Et en effet la langue qu'il parle le laisse en chemin, quelque violence qu'il lui fasse. Il a des métaphores qui n'aboutissent pas. L'image intérieure qui l'obsédait n'a pu trouver de signe exact dans le répertoire de signes qui est le vocabulaire : « Les mesures immenses à décrier ce prince sur toutes sortes de points, pour former contre lui une voix publique dont ils pussent s'appuyer auprès de Monseigneur, et en cueillir les fruits qu'ils s'étaient proposés... » . Il a des syntaxes inextricables comme des broussailles : trop de choses se présentent à la fois à sa pensée, toutes urgentes et impérieuses; et à les distribuer sagement, il ralentirait leur mouvement qui l'en

traîne; et à les faire attendre, il les laisserait comme refroidir; il les entasse violemment dans une phrase touffue, fourmillante et impénétrable.

Ce style tout de sensations était absolument nouveau.
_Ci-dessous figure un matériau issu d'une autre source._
//! Bounded retry with exponential backoff
//!
//! Transient store contention gets a fixed retry budget instead of nested
//! error handling at every call site. The ceiling is hard: after the last
//! attempt the error surfaces to the caller, never an unbounded wait.

use std::future::Future;
use std::time::Duration;
use tracing::warn;

use crate::types::Result;

/// Retry schedule for transient store errors
#[derive(Debug, Clone, Copy)]
pub struct RetryPolicy {
    /// Total attempts, including the first
    pub max_attempts: u32,
    /// Delay before the first retry; doubles each attempt
    pub base_delay: Duration,
}

impl Default for RetryPolicy {
    fn default() -> Self {
        Self {
            max_attempts: 3,
            base_delay: Duration::from_millis(100),
        }
    }
}

/// Run a fallible operation under the retry policy.
///
/// Only errors classified transient are retried; anything else returns
/// immediately. With the default policy the backoff schedule is
/// 100ms, 200ms before the second and third attempts.
pub async fn with_retry<T, F, Fut>(policy: &RetryPolicy, label: &str, mut op: F) -> Result<T>
where
    F: FnMut() -> Fut,
    Fut: Future<Output = Result<T>>,
{
    let mut delay = policy.base_delay;
    let mut attempt = 1u32;

    loop {
        match op().await {
            Ok(value) => return Ok(value),
            Err(e) if e.is_transient() && attempt < policy.max_attempts => {
                warn!(
                    attempt,
                    max_attempts = policy.max_attempts,
                    delay_ms = delay.as_millis() as u64,
                    error = %e,
                    "{} hit transient store error, backing off",
                    label
                );
                tokio::time::sleep(delay).await;
                delay *= 2;
                attempt += 1;
            }
            Err(e) => return Err(e),
        }
    }
}
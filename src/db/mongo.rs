//! MongoDB client and collection wrapper
//!
//! Typed collections apply their schema-defined indexes at open, so the
//! uniqueness constraints the conflict resolver relies on exist before the
//! first write. Write errors are classified here: duplicate-key violations
//! map to the typed conflict errors (by offending index), connectivity
//! trouble maps to the transient `Busy` class the retry combinator acts on.

use bson::{doc, oid::ObjectId, Document};
use mongodb::{options::IndexOptions, Client, Collection, IndexModel};
use serde::{de::DeserializeOwned, Serialize};
use std::fmt::Debug;
use tracing::{error, info};

use crate::db::schemas::Metadata;
use crate::types::{AlmanacError, Result};

/// Trait for schemas that provide index definitions
pub trait IntoIndexes {
    fn into_indices() -> Vec<(Document, Option<IndexOptions>)>;
}

/// Trait for schemas with mutable metadata
pub trait MutMetadata {
    fn mut_metadata(&mut self) -> &mut Metadata;
}

/// Map a driver error onto the crate's error taxonomy.
///
/// Duplicate-key failures (code 11000) carry the offending index name in
/// their message; that name decides which conflict the caller sees.
pub(crate) fn classify_mongo_error(context: &str, e: mongodb::error::Error) -> AlmanacError {
    use mongodb::error::{ErrorKind, WriteFailure};

    let duplicate_from_message = |message: &str| {
        if message.contains("identity_token") {
            Some(AlmanacError::DuplicateIdentity)
        } else if message.contains("network_fingerprint") {
            Some(AlmanacError::DuplicateFingerprint)
        } else {
            None
        }
    };

    match e.kind.as_ref() {
        ErrorKind::Write(WriteFailure::WriteError(we)) if we.code == 11000 => {
            duplicate_from_message(&we.message)
                .unwrap_or_else(|| AlmanacError::Database(format!("{}: {}", context, we.message)))
        }
        ErrorKind::Command(ce) if ce.code == 11000 => duplicate_from_message(&ce.message)
            .unwrap_or_else(|| AlmanacError::Database(format!("{}: {}", context, ce.message))),
        ErrorKind::Io(_) | ErrorKind::ServerSelection { .. } => {
            AlmanacError::Busy(format!("{}: {}", context, e))
        }
        _ => AlmanacError::Database(format!("{}: {}", context, e)),
    }
}

/// MongoDB client wrapper
#[derive(Clone)]
pub struct MongoClient {
    client: Client,
    db_name: String,
}

impl MongoClient {
    /// Create a new MongoDB client
    pub async fn new(uri: &str, db_name: &str) -> Result<Self> {
        info!("Connecting to MongoDB at {}", uri);

        // Use serverSelectionTimeoutMS to avoid hanging on unreachable MongoDB
        let timeout_uri = if uri.contains('?') {
            format!("{}&serverSelectionTimeoutMS=3000&connectTimeoutMS=3000", uri)
        } else {
            format!("{}?serverSelectionTimeoutMS=3000&connectTimeoutMS=3000", uri)
        };

        let client = Client::with_uri_str(&timeout_uri)
            .await
            .map_err(|e| AlmanacError::Database(format!("Failed to connect to MongoDB: {}", e)))?;

        // Verify connection with timeout
        client
            .database(db_name)
            .run_command(doc! { "ping": 1 })
            .await
            .map_err(|e| AlmanacError::Database(format!("MongoDB ping failed: {}", e)))?;

        info!("Connected to MongoDB database '{}'", db_name);

        Ok(Self {
            client,
            db_name: db_name.to_string(),
        })
    }

    /// Get a typed collection
    pub async fn collection<T>(&self, name: &str) -> Result<MongoCollection<T>>
    where
        T: Serialize + DeserializeOwned + Unpin + Send + Sync + Default + IntoIndexes + MutMetadata,
    {
        MongoCollection::new(&self.client, &self.db_name, name).await
    }

    /// Get the raw MongoDB client
    pub fn inner(&self) -> &Client {
        &self.client
    }

    /// Get the database name
    pub fn db_name(&self) -> &str {
        &self.db_name
    }
}

/// Typed MongoDB collection with automatic indexing
#[derive(Debug, Clone)]
pub struct MongoCollection<T>
where
    T: Serialize + DeserializeOwned + Unpin + Send + Sync,
{
    inner: Collection<T>,
}

impl<T> MongoCollection<T>
where
    T: Serialize + DeserializeOwned + Unpin + Send + Sync + Default + IntoIndexes + MutMetadata,
{
    /// Create a new collection and apply indexes
    pub async fn new(client: &Client, db_name: &str, collection_name: &str) -> Result<Self> {
        let collection = client.database(db_name).collection::<T>(collection_name);
        let mongo_collection = MongoCollection { inner: collection };

        // Apply indexes
        mongo_collection.apply_indexes().await?;

        Ok(mongo_collection)
    }

    /// Apply schema-defined indexes
    async fn apply_indexes(&self) -> Result<()> {
        let schema_indices = T::into_indices();

        if schema_indices.is_empty() {
            return Ok(());
        }

        let indices: Vec<IndexModel> = schema_indices
            .into_iter()
            .map(|(keys, opts)| IndexModel::builder().keys(keys).options(opts).build())
            .collect();

        self.inner
            .create_indexes(indices)
            .await
            .map_err(|e| AlmanacError::Database(format!("Failed to create indexes: {}", e)))?;

        Ok(())
    }

    /// Insert a document, setting metadata timestamps
    pub async fn insert_one(&self, mut item: T) -> Result<ObjectId> {
        let metadata = item.mut_metadata();
        metadata.is_deleted = false;
        metadata.created_at = Some(bson::DateTime::now());
        metadata.updated_at = Some(bson::DateTime::now());

        let result = self
            .inner
            .insert_one(item)
            .await
            .map_err(|e| classify_mongo_error("insert", e))?;

        result
            .inserted_id
            .as_object_id()
            .ok_or_else(|| AlmanacError::Database("Failed to get inserted ID".into()))
    }

    /// Find one document by filter
    pub async fn find_one(&self, filter: Document) -> Result<Option<T>> {
        // Add is_deleted check
        let mut full_filter = filter;
        full_filter.insert("metadata.is_deleted", doc! { "$ne": true });

        self.inner
            .find_one(full_filter)
            .await
            .map_err(|e| classify_mongo_error("find", e))
    }

    /// Find many documents by filter
    pub async fn find_many(&self, filter: Document) -> Result<Vec<T>> {
        use futures_util::StreamExt;

        // Add is_deleted check
        let mut full_filter = filter;
        full_filter.insert("metadata.is_deleted", doc! { "$ne": true });

        let cursor = self
            .inner
            .find(full_filter)
            .await
            .map_err(|e| classify_mongo_error("find", e))?;

        let results: Vec<T> = cursor
            .filter_map(|doc| async {
                match doc {
                    Ok(d) => Some(d),
                    Err(e) => {
                        error!("Error reading document: {}", e);
                        None
                    }
                }
            })
            .collect()
            .await;

        Ok(results)
    }

    /// Get the underlying collection for advanced operations
    pub fn inner(&self) -> &Collection<T> {
        &self.inner
    }
}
La Bruyère, avec le style coupé, annonce le XVIIIe siècle. Avec son style où passent toutes les vibrations de nerfs surmenés, Saint-Simon annonce certains écrivains du xixe siècle. Michelet le rappelle souvent. Chez d'autres, venus depuis, ce style est devenu procédé, et, à son tour, s'est fait une rhétorique. Il est absolument dangereux à imiter. Souvent admirable chez Saint-Simon, il lui est propre comme son tempérament lui-même. Il faut aller l'étudier chez lui, et l'y laisser. Les grands artistes feront comme lui sans le copier. Ils sentiront très vivement, et lutteront contre la langue rebelle, profitant de toutes ses ressources et y ajoutant, l'assouplissant et la renforçant, pour trouver l'expression des sensations qui abonderont dans leur âme.
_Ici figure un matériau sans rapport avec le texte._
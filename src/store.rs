//! Durable submission store seam
//!
//! The engine talks to persistence through this trait so the MongoDB-backed
//! store and the in-memory dev/test store are interchangeable. The two
//! uniqueness constraints (identity token, network fingerprint) are enforced
//! by the store, not by application-level locking - implementations must
//! surface violations as the matching typed errors.

use async_trait::async_trait;
use chrono::{DateTime, NaiveDate, Utc};
use serde::{Deserialize, Serialize};

use crate::types::Result;

/// One submitter's current prediction
#[derive(Debug, Clone, PartialEq, Serialize, Deserialize)]
pub struct Submission {
    /// Store-assigned surrogate key, immutable once created
    pub id: String,
    pub predicted_date: NaiveDate,
    pub identity_token: String,
    pub network_fingerprint: String,
    pub weight: f64,
    pub created_at: DateTime<Utc>,
    pub updated_at: DateTime<Utc>,
}

/// Payload for a submission about to be created
#[derive(Debug, Clone)]
pub struct NewSubmission {
    pub predicted_date: NaiveDate,
    pub identity_token: String,
    pub network_fingerprint: String,
    pub weight: f64,
}

/// A submission deferred under critical load, not yet committed
#[derive(Debug, Clone, PartialEq, Serialize, Deserialize)]
pub struct QueuedSubmission {
    pub predicted_date: NaiveDate,
    pub identity_token: String,
    pub network_fingerprint: String,
    pub queued_at: DateTime<Utc>,
}

/// Durable store surface the engine depends on
#[async_trait]
pub trait SubmissionStore: Send + Sync {
    /// Insert a new submission. Must fail with `DuplicateIdentity` /
    /// `DuplicateFingerprint` when the matching unique constraint trips.
    async fn insert(&self, submission: NewSubmission) -> Result<Submission>;

    /// Look up the submission bound to an identity token, if any.
    async fn find_by_identity(&self, identity_token: &str) -> Result<Option<Submission>>;

    /// Rebind an existing submission to a new date and weight, returning
    /// the record as it was before the update (`None` if the token has no
    /// submission). When `network_fingerprint` is `Some` the stored origin
    /// binding is overwritten; `None` leaves it untouched.
    async fn update_prediction(
        &self,
        identity_token: &str,
        predicted_date: NaiveDate,
        weight: f64,
        network_fingerprint: Option<&str>,
    ) -> Result<Option<Submission>>;

    /// All current (date, weight) pairs, in no particular order.
    async fn samples(&self) -> Result<Vec<(NaiveDate, f64)>>;

    /// Total number of live submissions.
    async fn count(&self) -> Result<u64>;

    /// Defer a submission; returns its position in the queue (1-based).
    async fn enqueue(&self, item: QueuedSubmission) -> Result<u64>;

    /// Remove and return up to `limit` queued items in strict `queued_at`
    /// order. Items queued before `cutoff` are deleted without being
    /// returned; the second element counts those discards.
    async fn dequeue_batch(
        &self,
        limit: usize,
        cutoff: DateTime<Utc>,
    ) -> Result<(Vec<QueuedSubmission>, u64)>;

    /// Number of items currently waiting in the queue.
    async fn queue_depth(&self) -> Result<u64>;
}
Ils seront peut-être pius heureux, même comme artistes, que Saint-Simon. Car s'il est vrai que le sentiment vif de la vie est le fond de l'artiste, il n'est pas encore l'artiste tout entier. Une certaine aptitude à dominer ses sensations sans qu'elles s'affaiblissent ou se glacent, le don de se prêter aux choses tout entier, sans se donner pourtant à elles, et de savoir se reprendre au moment qu'on veut, pour les exprimer ; l'adresse de les posséder sans qu'elles

vous possèdent; la sérénité de l'esprit au milieu de l'orage du cœur, la pleine possession de la pensée au-dessus du magnifique tumulte des sensations qui obsèdent et envahissent, voilà ce qui fait l'artiste complet et supérieur. Saint-Simon a été trop tyrannisé par ses forces mêmes pour les convertir en génie. Il reste un homme admirablement doué, qui nous montre des parties brillantes de grand artiste.